The enlargement 2 a is a typical security arrangement of motor rotors to recover the rotor if the motor comes apart down hole. In use, the motor body has a reduced diameter (not shown) to run below the flange 2 a. That feature is not part of the invention but is included in the housing if needed.

For use in a positive displacement motor, housing 2 may contain the apparatus of FIG. 4. Details of the physical principles that make the apparatus of FIG. 4 function are shown in FIGS. 2, 3 and 5.

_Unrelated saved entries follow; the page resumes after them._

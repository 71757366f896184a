//! Compile-time deployment configuration.
//!
//! DESIGN
//! ======
//! The client is a static bundle, so all deployment knobs are baked in at
//! build time via `option_env!` with development defaults. No value here is
//! secret: the identity-provider client id and audience are public SPA
//! configuration.

#[cfg(test)]
#[path = "config_test.rs"]
mod config_test;

/// Base URL of the inventory backend API.
pub fn backend_url() -> &'static str {
    option_env!("STOCKTRACKR_BACKEND_URL").unwrap_or("/api")
}

/// Base URL of the object-storage service holding floorplan images.
pub fn storage_url() -> &'static str {
    option_env!("STOCKTRACKR_STORAGE_URL").unwrap_or("/storage")
}

/// Identity provider tenant domain.
pub fn auth_domain() -> &'static str {
    option_env!("STOCKTRACKR_AUTH_DOMAIN").unwrap_or("stocktrackr.example.auth0.com")
}

/// Identity provider SPA client id.
pub fn auth_client_id() -> &'static str {
    option_env!("STOCKTRACKR_AUTH_CLIENT_ID").unwrap_or("stocktrackr-spa")
}

/// API audience requested with every token.
pub fn auth_audience() -> &'static str {
    option_env!("STOCKTRACKR_AUTH_AUDIENCE").unwrap_or("stocktrackr-api")
}

/// OAuth scopes requested at login.
pub fn auth_scope() -> &'static str {
    "openid profile email"
}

In FIG. 2, schematic features include the bore of the motor stator A, the external surfaces of rotor B, which rolls counter clockwise around the stator bore. Rotor centerline D orbits motor body centerline C, along path E

In FIG. 3, more hardware related, shaft Da is on the rotor centerline and carries pendulum 7. Pendulum 7 is free to rotate about Da which rotates about body centerline C. Pendulum 7 tends to move to the dotted position at a maximum distance from C. At the displaced position shown, it will deliver torque to pinion 6 of FIG. 4. With a rotor rotating clockwise, for instance, at two hundred rpm in an eight lobe stator, shaft Da is rotating two hundred rpm clockwise and the pendulum, held in the relative position shown, rotates at sixteen hundred rpm counter clockwise. The pendulum, then, rotates about the shaft at eighteen hundred rpm relative.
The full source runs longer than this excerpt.